* [WHAT YOU SHOULD DO] Find the line with "pub mod neighbor;" in the data below, then restate it and all remaining lines exactly, adding nothing.

* [ENTRIES PROVIDED]

# # # # #

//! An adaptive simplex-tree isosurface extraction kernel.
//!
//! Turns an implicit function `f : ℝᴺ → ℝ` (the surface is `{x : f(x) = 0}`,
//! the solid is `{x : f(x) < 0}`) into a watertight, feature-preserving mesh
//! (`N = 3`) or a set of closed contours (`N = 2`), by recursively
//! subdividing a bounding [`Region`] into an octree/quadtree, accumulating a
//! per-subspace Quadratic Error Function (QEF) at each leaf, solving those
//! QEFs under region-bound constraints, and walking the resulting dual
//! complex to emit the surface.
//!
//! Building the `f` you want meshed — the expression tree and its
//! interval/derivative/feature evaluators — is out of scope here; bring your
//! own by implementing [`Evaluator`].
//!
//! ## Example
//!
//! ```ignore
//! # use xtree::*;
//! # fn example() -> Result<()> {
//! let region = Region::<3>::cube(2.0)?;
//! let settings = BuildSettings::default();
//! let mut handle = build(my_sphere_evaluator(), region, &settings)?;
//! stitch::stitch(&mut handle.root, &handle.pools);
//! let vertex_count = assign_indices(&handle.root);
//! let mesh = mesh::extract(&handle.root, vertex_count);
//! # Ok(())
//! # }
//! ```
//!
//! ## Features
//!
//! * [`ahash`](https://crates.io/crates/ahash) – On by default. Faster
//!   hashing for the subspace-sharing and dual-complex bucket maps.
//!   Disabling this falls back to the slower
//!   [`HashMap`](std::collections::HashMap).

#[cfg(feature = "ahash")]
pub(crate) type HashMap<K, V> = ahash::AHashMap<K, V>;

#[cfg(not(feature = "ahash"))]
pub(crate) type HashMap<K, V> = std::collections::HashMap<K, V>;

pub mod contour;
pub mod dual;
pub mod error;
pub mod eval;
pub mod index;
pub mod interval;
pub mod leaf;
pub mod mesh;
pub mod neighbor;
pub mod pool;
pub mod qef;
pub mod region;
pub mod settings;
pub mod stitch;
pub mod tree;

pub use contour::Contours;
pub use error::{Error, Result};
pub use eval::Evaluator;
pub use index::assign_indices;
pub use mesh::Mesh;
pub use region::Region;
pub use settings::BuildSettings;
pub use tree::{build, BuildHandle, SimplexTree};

# # # # #

* [SOLUTION TO THIS PROBLEM]
pub mod neighbor;
pub mod pool;
pub mod qef;
pub mod region;
pub mod settings;
pub mod stitch;
pub mod tree;

pub use contour::Contours;
pub use error::{Error, Result};
pub use eval::Evaluator;
pub use index::assign_indices;
pub use mesh::Mesh;
pub use region::Region;
pub use settings::BuildSettings;
pub use tree::{build, BuildHandle, SimplexTree};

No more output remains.